Con buen queso y mejor vino, más corto se hace el camino, decía mi abuela. Los legionarios romanos, que algo sabían de caminar,  lo llamaron ‘formaticum’, de donde deriva el francés ‘fromage’ y el italiano ‘formaggio’. La palabra castellana ‘queso’ viene directamente del latín ‘caseus’. En gallego es queixo. En nuestra casa natal de Lugo, no siempre, claro, el postre solía ser requesón rociado con miel. Ambos, el queso y la miel, elaborados por la familia, junto con otros productos que nos aseguraban el autoabastecimiento en tiempos de posguerra. Pero era habitual también la fruta del tiempo (lo que me recuerda alguna travesura infantil hurtando frutas en huerta ajena). Y desde ya, ceremonia pagana era acabar la cena con el caldo, y luego echar un poco de vino al cuenco para ‘limpiarlo’. Costumbres de campesinos toscos, dirán algunos; para mí, una delicia recordarlas. Sin embargo, el poeta romano, (año 65 a.C.) escribió “ad ovo usque ad mala”, desde el huevo a las manzanas, explicando que los banquetes más distinguidos de Roma comenzaban con huevos y terminaban con frutas frescas, especialmente manzanas.

En Francia, la costumbre es servir quesos después del plato principal, y antes del postre. También es práctica hoy en día acompañar la cata de vinos con diversos quesos, aunque no siempre se cuida el equilibrio necesario para lograr el maridaje correcto. Eso me recuerda el dicho “que no te la den con queso”, cuando queremos advertir a alguien para que no sea víctima de un engaño. El origen del refrán tiene que ver con el vino, y los antiguos bodegueros de la región de La Mancha. Se dice que cuando recibían a los taberneros que acudían a comprar vinos al por mayor, especialmente si estos eran novatos, le ofrecían catar caldos de menor calidad o en mal estado, en compañía de quesos con fuerte sabor y aroma para disfrazar el mal sabor. O sea, “se lo daban con queso”.

Se conserva un documento del año 959 aparecido cerca de la ciudad de León, consistente en una relación de los quesos elaborados en el monasterio de Rozuela, y que supone una de las primeras crónicas escritas en una lengua romance derivada del latín, que no puede considerarse ni lengua castellana ni lengua leonesa, sino que sería anterior a ambas.
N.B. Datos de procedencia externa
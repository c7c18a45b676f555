//! The strip driver: pixel state plus the two lines, behind one lock.

use core::cell::RefCell;

use embassy_sync::blocking_mutex::Mutex;
use embassy_sync::blocking_mutex::raw::RawMutex;
use embedded_hal::digital::OutputPin;
use rgb::RGB8;
use smart_leds_trait::{SmartLedsWrite, SmartLedsWriteAsync};

use crate::config::{LineConfig, PIXEL_COUNT};
use crate::encoder::encode_frame;
use crate::error::Result;
use crate::line::{self, LineSource, Lines};
use crate::pixel::Pixel;
use crate::strip::{Action, PixelIndex, StripState, Target};

struct Inner<D, C> {
    lines: Lines<D, C>,
    strip: StripState,
}

impl<D, C> Inner<D, C>
where
    D: OutputPin,
    C: OutputPin,
{
    fn push_frame(&mut self) -> Result<()> {
        let frame = encode_frame(&self.strip);
        #[cfg(feature = "defmt")]
        defmt::trace!("push {}", frame);
        self.lines.write_frame(&frame)
    }
}

/// Driver for an 8 pixel APA102 strip on a data and a clock line.
///
/// Every operation takes `&self`, so one driver can be shared by several
/// tasks or threads. Edits and pushes run under the raw mutex `M`: two
/// pushes never interleave on the wire, a caller waits for the other to
/// finish its frame first. Use `CriticalSectionRawMutex` when sharing across
/// interrupt priorities or threads, `NoopRawMutex` otherwise.
///
/// Dropping the driver blanks the strip and releases both lines.
pub struct StripDriver<M, D, C>
where
    M: RawMutex,
    D: OutputPin,
    C: OutputPin,
{
    inner: Mutex<M, RefCell<Inner<D, C>>>,
}

impl<M, L> StripDriver<M, L, L>
where
    M: RawMutex,
    L: OutputPin,
{
    /// Claim the lines named in `config` from `source` and blank the strip.
    ///
    /// Fails with [`Error::LineUnavailable`](crate::Error::LineUnavailable)
    /// if either line cannot be claimed; there is no fallback.
    pub fn new<S>(source: &mut S, config: LineConfig) -> Result<Self>
    where
        S: LineSource<Line = L>,
    {
        let (data, clock) = line::acquire(source, config)?;
        Self::from_lines(data, clock)
    }
}

impl<M, D, C> StripDriver<M, D, C>
where
    M: RawMutex,
    D: OutputPin,
    C: OutputPin,
{
    /// Take ownership of two output lines and blank the strip.
    pub fn from_lines(data: D, clock: C) -> Result<Self> {
        let driver = Self {
            inner: Mutex::new(RefCell::new(Inner {
                lines: Lines::new(data, clock)?,
                strip: StripState::new(),
            })),
        };
        driver.update_all()?;

        #[cfg(feature = "defmt")]
        defmt::info!("blinkt strip ready, {} pixels", StripState::LEN);

        Ok(driver)
    }

    /// Apply a validated edit, then push if asked to.
    ///
    /// Edit and push happen under one lock, so other callers see either
    /// none or all of it.
    pub fn apply(&self, action: Action, push: bool, target: Target) -> Result<()> {
        self.inner.lock(|inner| {
            let mut inner = inner.borrow_mut();
            inner.strip.apply(action, target);
            if push { inner.push_frame() } else { Ok(()) }
        })
    }

    /// Full white at full brightness, pushed immediately.
    pub fn turn_on(&self, target: Target) -> Result<()> {
        self.apply(Action::TurnOn, true, target)
    }

    /// All channels and brightness zero, pushed immediately.
    pub fn turn_off(&self, target: Target) -> Result<()> {
        self.apply(Action::TurnOff, true, target)
    }

    /// Brightness in percent, `0..=100`.
    pub fn set_brightness(&self, percent: i32, push: bool, target: Target) -> Result<()> {
        self.apply(Action::brightness_percent(percent)?, push, target)
    }

    pub fn set_red(&self, value: i32, push: bool, target: Target) -> Result<()> {
        self.apply(Action::red(value)?, push, target)
    }

    pub fn set_green(&self, value: i32, push: bool, target: Target) -> Result<()> {
        self.apply(Action::green(value)?, push, target)
    }

    pub fn set_blue(&self, value: i32, push: bool, target: Target) -> Result<()> {
        self.apply(Action::blue(value)?, push, target)
    }

    /// All channels and brightness in one edit. Brightness is in percent,
    /// `0..=100`, unlike [`Pixel::set_rgb`] which takes a `0.0..=1.0` level.
    pub fn set_rgb(
        &self,
        red: i32,
        green: i32,
        blue: i32,
        percent: i32,
        push: bool,
        target: Target,
    ) -> Result<()> {
        self.apply(Action::rgb(red, green, blue, percent)?, push, target)
    }

    /// Color from `#rrggbb` / `0xrrggbb` / `rrggbb` plus brightness in
    /// percent, `0..=100`.
    pub fn set_hex(&self, hex: &str, percent: i32, push: bool, target: Target) -> Result<()> {
        self.apply(Action::hex(hex, percent)?, push, target)
    }

    /// Push the current state, whatever was pushed before.
    pub fn update_all(&self) -> Result<()> {
        self.inner.lock(|inner| inner.borrow_mut().push_frame())
    }

    /// Copy of one pixel as currently held in memory.
    pub fn pixel(&self, index: PixelIndex) -> Pixel {
        self.inner.lock(|inner| *inner.borrow().strip.pixel(index))
    }

    /// Copy of the whole strip as currently held in memory.
    pub fn snapshot(&self) -> StripState {
        self.inner.lock(|inner| inner.borrow().strip)
    }

    /// Write colors in strip order at full brightness and push once.
    ///
    /// Pixels past the end of `colors` keep their state, colors past the
    /// end of the strip are ignored. The iterator is drained before the
    /// lock is taken, so it may read the driver.
    pub fn write_colors<T, I>(&self, colors: T) -> Result<()>
    where
        T: IntoIterator<Item = I>,
        I: Into<RGB8>,
    {
        let mut staged: [Option<RGB8>; PIXEL_COUNT] = [None; PIXEL_COUNT];
        for (slot, color) in staged.iter_mut().zip(colors) {
            *slot = Some(color.into());
        }

        self.inner.lock(|inner| {
            let mut inner = inner.borrow_mut();
            for (index, color) in staged.into_iter().enumerate() {
                if let Some(color) = color {
                    inner.strip.pixel_mut(PixelIndex::new(index)?).set_color(color, 1.0);
                }
            }
            inner.push_frame()
        })
    }
}

impl<M, D, C> Drop for StripDriver<M, D, C>
where
    M: RawMutex,
    D: OutputPin,
    C: OutputPin,
{
    fn drop(&mut self) {
        #[cfg(feature = "defmt")]
        defmt::debug!("blinkt strip shutting down");

        if let Err(_err) = self.turn_off(Target::All) {
            #[cfg(feature = "defmt")]
            defmt::warn!("could not blank strip: {}", _err);
        }
    }
}

impl<M, D, C> SmartLedsWrite for StripDriver<M, D, C>
where
    M: RawMutex,
    D: OutputPin,
    C: OutputPin,
{
    type Error = crate::Error;
    type Color = RGB8;

    /// Write all the items of an iterator to the strip
    fn write<T, I>(&mut self, iterator: T) -> Result<(), Self::Error>
    where
        T: IntoIterator<Item = I>,
        I: Into<Self::Color>,
    {
        self.write_colors(iterator)
    }
}

impl<M, D, C> SmartLedsWrite for &StripDriver<M, D, C>
where
    M: RawMutex,
    D: OutputPin,
    C: OutputPin,
{
    type Error = crate::Error;
    type Color = RGB8;

    /// Write all the items of an iterator to a shared strip
    fn write<T, I>(&mut self, iterator: T) -> Result<(), Self::Error>
    where
        T: IntoIterator<Item = I>,
        I: Into<Self::Color>,
    {
        self.write_colors(iterator)
    }
}

impl<M, D, C> SmartLedsWriteAsync for &StripDriver<M, D, C>
where
    M: RawMutex,
    D: OutputPin,
    C: OutputPin,
{
    type Error = crate::Error;
    type Color = RGB8;

    /// Write all the items of an iterator to a shared strip. Completes
    /// without yielding, the push itself is blocking.
    async fn write<T, I>(&mut self, iterator: T) -> Result<(), Self::Error>
    where
        T: IntoIterator<Item = I>,
        I: Into<Self::Color>,
    {
        self.write_colors(iterator)
    }
}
Actualmente, Galicia cuenta con quesos de justa fama. Con D.O. está el Tetilla, San Simón da Costa, el Arzúa Ulloa, y el do Cebreiro. Se me ocurre aquí, especular que la costumbre de los inmigrantes dedicados a la gastronomía en Buenos Aires, de presentar en sus menús pescados con salsas de quesos, especialmente con queso azul, habrá nacido de la necesidad de ‘engañar’ el paladar de los porteños, poco habituados en aquellos años (primeras décadas del siglo pasado) a consumir pescados, fuera de los filetes de merluza fritos ‘a la romana’ o cornalitos, también fritos. El gusto por los quesos, tal vez, pudo haber influido para que muchas pastas fueran acompañados con una, a veces, misteriosa ‘Salsa cuatro quesos’, empobrecida versión de la salsa ‘Mornay’ con crema de leche y quesos de poca calidad, generalmente sardo y roquefort.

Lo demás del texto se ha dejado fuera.